- From: Miles Sabin <MSabin@interx.com>
- Date: Tue, 23 Jan 2001 13:24:05 -0000
- To: www-rdf-logic@w3.org
pat hayes wrote,
> However, your question raises another, related, issue:
> according to several members of the group which developed
> RDF, the 'graph model' of a set of RDF triplets is intended
> itself to be *the* model (in the sense from model theory) of
> those triplets. It follows that all RDF models of any RDF
> ontology (that could be stored on any web page, at any rate)
> must be not only countable, but finite.
Hmm ... I don't see that.
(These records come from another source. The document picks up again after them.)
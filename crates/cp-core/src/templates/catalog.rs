//! Template discovery and creation inside a workspace's `.cp/` directory

use super::TEMPLATE_DIR;
use crate::error::{CpError, Result};
use regex::Regex;
use std::path::{Path, PathBuf};
use std::sync::LazyLock;
use tokio::fs;

/// `template-<name>.<extension>`, case-insensitive
static TEMPLATE_NAME: LazyLock<Regex> = LazyLock::new(|| {
    Regex::new(r"(?i)^template-.+\..+$").expect("template name pattern is a valid regex")
});

/// Check whether a file name follows the template naming format
pub fn is_template_name(name: &str) -> bool {
    TEMPLATE_NAME.is_match(name) && !name.chars().any(std::path::is_separator)
}

/// List the template files directly inside `dir`
///
/// Names are returned in directory enumeration order, which differs between
/// platforms. A missing directory is reported as [`CpError::NotFound`].
pub async fn scan_templates(dir: &Path) -> Result<Vec<String>> {
    let mut entries = fs::read_dir(dir).await.map_err(|e| CpError::io(dir, e))?;

    let mut templates = Vec::new();
    while let Some(entry) = entries.next_entry().await.map_err(|e| CpError::io(dir, e))? {
        let file_name = entry.file_name();
        // Non UTF-8 names can never match the pattern
        let Some(name) = file_name.to_str() else {
            continue;
        };
        if is_template_name(name) {
            templates.push(name.to_string());
        }
    }

    Ok(templates)
}

/// Create an empty template file named `name` in `dir`
///
/// An existing file with the same name is truncated.
pub async fn create_template_file(dir: &Path, name: &str) -> Result<PathBuf> {
    if !is_template_name(name) {
        return Err(CpError::Validation(name.to_string()));
    }

    let path = dir.join(name);
    fs::write(&path, b"")
        .await
        .map_err(|e| CpError::io(&path, e))?;

    Ok(path)
}

/// Create `<root>/.cp` if needed and return its path
pub async fn ensure_template_dir(root: &Path) -> Result<PathBuf> {
    let dir = root.join(TEMPLATE_DIR);
    fs::create_dir_all(&dir)
        .await
        .map_err(|e| CpError::io(&dir, e))?;
    Ok(dir)
}

#[cfg(test)]
mod tests {
    use super::*;
    use tempfile::TempDir;

    #[test]
    fn test_template_name_matching() {
        assert!(is_template_name("template-a.cpp"));
        assert!(is_template_name("Template-B.PY"));
        assert!(is_template_name("TEMPLATE-main.tar.gz"));

        assert!(!is_template_name("foo.txt"));
        assert!(!is_template_name("x.cpp"));
        assert!(!is_template_name("template-.cpp"));
        assert!(!is_template_name("template-cpp"));
        assert!(!is_template_name("template-a."));
        assert!(!is_template_name("my-template-a.cpp"));
        assert!(!is_template_name("template-a/b.cpp"));
    }

    #[tokio::test]
    async fn test_scan_filters_by_name() {
        let dir = TempDir::new().unwrap();
        for name in ["template-a.cpp", "foo.txt", "Template-B.PY", "settings.yaml"] {
            std::fs::write(dir.path().join(name), "x").unwrap();
        }

        let mut found = scan_templates(dir.path()).await.unwrap();
        // Enumeration order is platform dependent
        found.sort();
        assert_eq!(found, vec!["Template-B.PY", "template-a.cpp"]);
    }

    #[tokio::test]
    async fn test_scan_empty_directory() {
        let dir = TempDir::new().unwrap();
        assert!(scan_templates(dir.path()).await.unwrap().is_empty());
    }

    #[tokio::test]
    async fn test_scan_missing_directory() {
        let dir = TempDir::new().unwrap();
        let missing = dir.path().join(".cp");

        let err = scan_templates(&missing).await.unwrap_err();
        assert!(matches!(err, CpError::NotFound(p) if p == missing));
    }

    #[tokio::test]
    async fn test_create_template_file() {
        let dir = TempDir::new().unwrap();

        let path = create_template_file(dir.path(), "template-x.cpp").await.unwrap();
        assert_eq!(path, dir.path().join("template-x.cpp"));
        assert_eq!(std::fs::read(&path).unwrap(), b"");
    }

    #[tokio::test]
    async fn test_create_template_file_truncates_existing() {
        let dir = TempDir::new().unwrap();
        let existing = dir.path().join("template-x.cpp");
        std::fs::write(&existing, "int main() {}").unwrap();

        create_template_file(dir.path(), "template-x.cpp").await.unwrap();
        assert_eq!(std::fs::read(&existing).unwrap(), b"");
    }

    #[tokio::test]
    async fn test_create_template_file_rejects_bad_name() {
        let dir = TempDir::new().unwrap();

        let err = create_template_file(dir.path(), "x.cpp").await.unwrap_err();
        assert!(matches!(err, CpError::Validation(ref n) if n == "x.cpp"));
        assert!(!dir.path().join("x.cpp").exists());
    }

    #[tokio::test]
    async fn test_ensure_template_dir_is_idempotent() {
        let dir = TempDir::new().unwrap();

        let first = ensure_template_dir(dir.path()).await.unwrap();
        let second = ensure_template_dir(dir.path()).await.unwrap();
        assert_eq!(first, second);
        assert!(first.is_dir());
        assert!(first.ends_with(TEMPLATE_DIR));
    }
}
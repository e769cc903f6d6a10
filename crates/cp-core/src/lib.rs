//! cp-core - Create numbered solution files from templates
//!
//! A workspace keeps its templates in a `.cp/` directory, named
//! `template-<name>.<extension>`. One of them is the default template; each
//! "new file" action copies it byte for byte into the workspace root as the
//! first free `{prefix}-{n}.{extension}`.
//!
//! # Architecture
//!
//! The library is organized into layers:
//!
//! - **Layer 1: Core Operations** - Template scanning, template creation and numbered copies
//! - **Layer 2: Workflow Orchestration** - `Workbench` running user actions against a `Host`
//! - **Layer 3: CLI/TUI Interface** - Optional cliclack-based host (feature-gated)
//!
//! # Feature Flags
//!
//! - `tui` (default): Enables the cliclack-based terminal host
//!
//! # Example Usage (without TUI)
//!
//! ```ignore
//! use cp_core::{templates, MemorySettingsStore, SettingsStore};
//!
//! let names = templates::scan_templates(&workspace.join(".cp")).await?;
//! let created = templates::materialize(&template, &workspace, "sol").await?;
//! ```

pub mod config;
pub mod error;
pub mod host;
pub mod templates;
pub mod workbench;

#[cfg(feature = "tui")]
pub mod tui;

// Re-export main types for convenience
pub use config::{FileSettingsStore, MemorySettingsStore, SettingScope, SettingsStore};
pub use error::{CpError, MaterializeError, Result};
pub use host::{Editor, Host, Notifier, Prompter, WorkspaceProvider};
pub use templates::{materialize, scan_templates, TEMPLATE_DIR};
pub use workbench::{Action, Outcome, Workbench, NEW_TEMPLATE_OPTION};

#[cfg(feature = "tui")]
pub use tui::TerminalHost;
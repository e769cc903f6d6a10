//! Error types for template and workspace operations

use std::io;
use std::path::{Path, PathBuf};
use thiserror::Error;

/// Errors raised while copying a template into a new numbered file
#[derive(Debug, Error)]
pub enum MaterializeError {
    /// `cp.defaultTemplate` is unset or blank
    #[error("Please configure template file path.")]
    NoTemplateConfigured,

    /// `cp.defaultTemplate` points at a file that no longer exists
    #[error("Please configure template file path. ({} does not exist)", .0.display())]
    TemplateMissing(PathBuf),

    #[error("Please open a folder to use cp-tools.")]
    NoWorkspace,

    /// `cp.fileNamePrefix` would place the file outside the target directory
    #[error("File name prefix '{0}' must not contain path separators.")]
    InvalidPrefix(String),

    #[error("Failed to access {}: {source}", .path.display())]
    Io {
        path: PathBuf,
        #[source]
        source: io::Error,
    },
}

/// Library-wide error type
#[derive(Debug, Error)]
pub enum CpError {
    /// A template name that does not follow `template-<name>.<extension>`
    #[error("Please follow the naming format for template: template-<name>.<extension> (got '{0}').")]
    Validation(String),

    #[error("Not found: {}", .0.display())]
    NotFound(PathBuf),

    #[error("Please open a folder to use cp-tools.")]
    NoWorkspace,

    #[error(transparent)]
    Materialize(#[from] MaterializeError),

    #[error("Failed to access {}: {source}", .path.display())]
    Io {
        path: PathBuf,
        #[source]
        source: io::Error,
    },

    /// The terminal could not show a prompt
    #[error("Prompt failed: {0}")]
    Prompt(#[source] io::Error),

    #[error("Invalid settings file {}: {message}", .path.display())]
    Settings { path: PathBuf, message: String },
}

impl CpError {
    /// Attach a path to an I/O error, folding `NotFound` into its own variant
    pub fn io(path: &Path, source: io::Error) -> Self {
        if source.kind() == io::ErrorKind::NotFound {
            CpError::NotFound(path.to_path_buf())
        } else {
            CpError::Io {
                path: path.to_path_buf(),
                source,
            }
        }
    }
}

impl MaterializeError {
    pub fn io(path: &Path, source: io::Error) -> Self {
        MaterializeError::Io {
            path: path.to_path_buf(),
            source,
        }
    }
}

pub type Result<T, E = CpError> = std::result::Result<T, E>;

#[cfg(test)]
mod tests {
    use super::*;

    #[test]
    fn test_not_found_io_error_is_folded() {
        let err = CpError::io(
            Path::new("/missing/.cp"),
            io::Error::from(io::ErrorKind::NotFound),
        );
        assert!(matches!(err, CpError::NotFound(ref p) if p == Path::new("/missing/.cp")));
    }

    #[test]
    fn test_other_io_errors_keep_their_source() {
        let err = CpError::io(
            Path::new("/locked"),
            io::Error::from(io::ErrorKind::PermissionDenied),
        );
        assert!(matches!(err, CpError::Io { .. }));
        assert!(err.to_string().contains("/locked"));
    }

    #[test]
    fn test_unconfigured_template_message() {
        let err: CpError = MaterializeError::NoTemplateConfigured.into();
        assert_eq!(err.to_string(), "Please configure template file path.");
    }
}
//! Settings storage
//!
//! Two keys drive the workbench: `cp.defaultTemplate` and `cp.fileNamePrefix`.
//! They live in a [`SettingsStore`] that callers pass around explicitly.

pub mod file;
pub mod memory;
pub mod store;

pub use file::FileSettingsStore;
pub use memory::MemorySettingsStore;
pub use store::{
    SettingScope, SettingsStore, DEFAULT_FILE_NAME_PREFIX, DEFAULT_TEMPLATE_KEY,
    FILE_NAME_PREFIX_KEY,
};
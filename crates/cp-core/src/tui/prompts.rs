//! Charm-style terminal host using cliclack

use crate::error::{CpError, Result};
use crate::host::{Editor, Notifier, Prompter, WorkspaceProvider};
use crate::templates::TEMPLATE_DIR;
use std::io;
use std::path::{Path, PathBuf};
use std::process::Command;

/// Environment variable naming the workspace root
pub const WORKSPACE_ENV: &str = "CP_WORKSPACE";

/// Host backed by the current terminal
#[derive(Debug, Clone)]
pub struct TerminalHost {
    workspace: Option<PathBuf>,
}

impl TerminalHost {
    pub fn new(workspace: Option<PathBuf>) -> Self {
        Self { workspace }
    }

    /// Host for the workspace found by [`discover_workspace`]
    pub fn detect(explicit: Option<PathBuf>) -> Self {
        Self::new(discover_workspace(explicit))
    }
}

/// Resolve the workspace root
///
/// Order: `explicit`, then `CP_WORKSPACE`, then the nearest ancestor of the
/// current directory that contains a `.cp/` directory.
pub fn discover_workspace(explicit: Option<PathBuf>) -> Option<PathBuf> {
    let current_dir = std::env::current_dir().unwrap_or_else(|_| PathBuf::from("."));

    let configured = explicit.or_else(|| {
        std::env::var_os(WORKSPACE_ENV)
            .filter(|v| !v.is_empty())
            .map(PathBuf::from)
    });

    if let Some(dir) = configured {
        return Some(if dir.is_absolute() {
            dir
        } else {
            current_dir.join(dir)
        });
    }

    current_dir
        .ancestors()
        .find(|dir| dir.join(TEMPLATE_DIR).is_dir())
        .map(Path::to_path_buf)
}

/// Map a cliclack result, treating Esc / Ctrl+C as a cancelled prompt
fn cancellable<T>(result: io::Result<T>) -> Result<Option<T>> {
    match result {
        Ok(value) => Ok(Some(value)),
        Err(e) if e.kind() == io::ErrorKind::Interrupted => Ok(None),
        Err(e) => Err(CpError::Prompt(e)),
    }
}

/// `$VISUAL` or `$EDITOR`, split into program and arguments
fn editor_command() -> Option<(String, Vec<String>)> {
    ["VISUAL", "EDITOR"].iter().find_map(|var| {
        let value = std::env::var(var).ok()?;
        let mut parts = value.split_whitespace().map(str::to_string);
        let program = parts.next()?;
        Some((program, parts.collect()))
    })
}

impl Prompter for TerminalHost {
    fn ask_text(&mut self, placeholder: &str) -> Result<Option<String>> {
        let answer: Option<String> = cancellable(
            cliclack::input("Template file name")
                .placeholder(placeholder)
                .required(false)
                .interact(),
        )?;

        Ok(answer.filter(|a| !a.is_empty()))
    }

    fn ask_choice(&mut self, options: &[String]) -> Result<Option<String>> {
        if options.is_empty() {
            return Ok(None);
        }

        let mut select = cliclack::select("Select a template");
        for option in options {
            select = select.item(option.clone(), option, "");
        }

        cancellable(select.interact())
    }
}

impl Editor for TerminalHost {
    fn open_for_editing(&mut self, path: &Path) {
        let result = match editor_command() {
            Some((program, args)) => Command::new(&program)
                .args(&args)
                .arg(path)
                .status()
                .and_then(|status| {
                    if status.success() {
                        Ok(())
                    } else {
                        Err(io::Error::other(format!("{} exited with {}", program, status)))
                    }
                }),
            None => open::that(path),
        };

        if let Err(e) = result {
            let message = format!("Could not open {}: {}", path.display(), e);
            if cliclack::log::warning(&message).is_err() {
                eprintln!("{}", message);
            }
        }
    }
}

impl Notifier for TerminalHost {
    fn report_error(&mut self, message: &str) {
        if cliclack::log::error(message).is_err() {
            eprintln!("Error: {}", message);
        }
    }
}

impl WorkspaceProvider for TerminalHost {
    fn current_workspace_folder(&self) -> Option<PathBuf> {
        self.workspace.clone()
    }
}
It doesn't seem to follow from the
(admittedly vague) sketch of the graph model in rdfms: I don't
see any restrictions on the cardinality of the class of
vertices, other that implied by the cardinality of the set of
URIs; and I don't see any restrictions on the cardinality of
the set of edges leaving a given vertex, again apart from the
URI constraint.
And, if Brian McBrides response to my earlier question about
the cannonical URIs corresponding to rdf:_1 etc. is correct,
we can easily construct an RDF/XML document which requires a
countably infinite model,
<rdf:Description
aboutEachPrefix="http://www.w3.org/1999/02/22-rdf-syntax#_">
<s:Type>Membership Property</s:Type>
</rdf:Description>
makes an assertion about each of rdf:_1, rdf:_2 etc.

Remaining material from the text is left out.